--- Exercise objective ---
The reply should contain each record below, returned exactly as given.

--- Study material ---
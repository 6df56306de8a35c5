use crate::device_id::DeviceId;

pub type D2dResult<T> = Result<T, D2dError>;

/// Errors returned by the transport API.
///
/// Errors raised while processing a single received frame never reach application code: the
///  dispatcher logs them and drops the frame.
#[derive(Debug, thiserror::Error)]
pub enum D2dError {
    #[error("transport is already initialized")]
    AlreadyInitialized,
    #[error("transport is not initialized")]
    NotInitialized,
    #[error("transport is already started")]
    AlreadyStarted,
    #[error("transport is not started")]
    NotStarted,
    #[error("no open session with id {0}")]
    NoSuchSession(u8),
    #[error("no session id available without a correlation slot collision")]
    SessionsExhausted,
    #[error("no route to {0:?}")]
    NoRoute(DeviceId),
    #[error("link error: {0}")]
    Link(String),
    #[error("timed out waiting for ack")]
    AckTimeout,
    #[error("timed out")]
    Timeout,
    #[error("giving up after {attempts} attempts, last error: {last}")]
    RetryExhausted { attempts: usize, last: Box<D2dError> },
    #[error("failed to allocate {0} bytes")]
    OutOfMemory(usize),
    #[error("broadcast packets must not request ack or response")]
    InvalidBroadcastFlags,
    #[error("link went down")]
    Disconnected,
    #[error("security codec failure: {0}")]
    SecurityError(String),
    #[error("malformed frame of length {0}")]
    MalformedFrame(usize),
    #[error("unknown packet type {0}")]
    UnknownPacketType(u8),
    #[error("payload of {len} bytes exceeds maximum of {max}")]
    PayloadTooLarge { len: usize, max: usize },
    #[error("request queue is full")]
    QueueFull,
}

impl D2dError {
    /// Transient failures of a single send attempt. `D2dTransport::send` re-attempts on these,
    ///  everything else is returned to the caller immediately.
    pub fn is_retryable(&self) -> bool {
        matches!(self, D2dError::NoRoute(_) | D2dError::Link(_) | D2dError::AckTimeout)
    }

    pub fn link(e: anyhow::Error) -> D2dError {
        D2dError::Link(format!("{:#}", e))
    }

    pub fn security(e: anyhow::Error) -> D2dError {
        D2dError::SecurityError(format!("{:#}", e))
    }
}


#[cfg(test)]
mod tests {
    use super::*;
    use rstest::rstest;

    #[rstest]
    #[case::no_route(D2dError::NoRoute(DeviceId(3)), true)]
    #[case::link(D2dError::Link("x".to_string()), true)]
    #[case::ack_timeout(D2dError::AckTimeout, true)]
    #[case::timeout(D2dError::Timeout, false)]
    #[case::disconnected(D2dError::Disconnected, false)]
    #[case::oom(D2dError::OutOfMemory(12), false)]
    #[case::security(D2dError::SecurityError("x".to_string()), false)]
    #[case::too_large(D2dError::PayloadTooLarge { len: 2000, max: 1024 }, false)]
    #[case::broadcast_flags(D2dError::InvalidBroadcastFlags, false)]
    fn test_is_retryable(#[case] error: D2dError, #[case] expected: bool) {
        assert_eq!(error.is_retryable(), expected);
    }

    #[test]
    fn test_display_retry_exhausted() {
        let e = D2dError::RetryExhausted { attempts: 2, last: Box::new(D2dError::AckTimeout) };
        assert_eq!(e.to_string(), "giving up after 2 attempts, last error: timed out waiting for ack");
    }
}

--- Output of the exercise ---
repository 6df56306de8a35c5
use crate::device_id::DeviceId;

pub type D2dResult<T> = Result<T, D2dError>;

/// Errors returned by the transport API.
///
/// Errors raised while processing a single received frame never reach application code: the
///  dispatcher logs them and drops the frame.
#[derive(Debug, thiserror::Error)]
pub enum D2dError {
    #[error("transport is already initialized")]
    AlreadyInitialized,
    #[error("transport is not initialized")]
    NotInitialized,
    #[error("transport is already started")]
    AlreadyStarted,
    #[error("transport is not started")]
    NotStarted,
    #[error("no open session with id {0}")]
    NoSuchSession(u8),
    #[error("no session id available without a correlation slot collision")]
    SessionsExhausted,
    #[error("no route to {0:?}")]
    NoRoute(DeviceId),
    #[error("link error: {0}")]
    Link(String),
    #[error("timed out waiting for ack")]
    AckTimeout,
    #[error("timed out")]
    Timeout,
    #[error("giving up after {attempts} attempts, last error: {last}")]
    RetryExhausted { attempts: usize, last: Box<D2dError> },
    #[error("failed to allocate {0} bytes")]
    OutOfMemory(usize),
    #[error("broadcast packets must not request ack or response")]
    InvalidBroadcastFlags,
    #[error("link went down")]
    Disconnected,
    #[error("security codec failure: {0}")]
    SecurityError(String),
    #[error("malformed frame of length {0}")]
    MalformedFrame(usize),
    #[error("unknown packet type {0}")]
    UnknownPacketType(u8),
    #[error("payload of {len} bytes exceeds maximum of {max}")]
    PayloadTooLarge { len: usize, max: usize },
    #[error("request queue is full")]
    QueueFull,
}

impl D2dError {
    /// Transient failures of a single send attempt. `D2dTransport::send` re-attempts on these,
    ///  everything else is returned to the caller immediately.
    pub fn is_retryable(&self) -> bool {
        matches!(self, D2dError::NoRoute(_) | D2dError::Link(_) | D2dError::AckTimeout)
    }

    pub fn link(e: anyhow::Error) -> D2dError {
        D2dError::Link(format!("{:#}", e))
    }

    pub fn security(e: anyhow::Error) -> D2dError {
        D2dError::SecurityError(format!("{:#}", e))
    }
}


#[cfg(test)]
mod tests {
    use super::*;
    use rstest::rstest;

    #[rstest]
    #[case::no_route(D2dError::NoRoute(DeviceId(3)), true)]
    #[case::link(D2dError::Link("x".to_string()), true)]
    #[case::ack_timeout(D2dError::AckTimeout, true)]
    #[case::timeout(D2dError::Timeout, false)]
    #[case::disconnected(D2dError::Disconnected, false)]
    #[case::oom(D2dError::OutOfMemory(12), false)]
    #[case::security(D2dError::SecurityError("x".to_string()), false)]
    #[case::too_large(D2dError::PayloadTooLarge { len: 2000, max: 1024 }, false)]
    #[case::broadcast_flags(D2dError::InvalidBroadcastFlags, false)]
    fn test_is_retryable(#[case] error: D2dError, #[case] expected: bool) {
        assert_eq!(error.is_retryable(), expected);
    }

    #[test]
    fn test_display_retry_exhausted() {
        let e = D2dError::RetryExhausted { attempts: 2, last: Box::new(D2dError::AckTimeout) };
        assert_eq!(e.to_string(), "giving up after 2 attempts, last error: timed out waiting for ack");
    }
}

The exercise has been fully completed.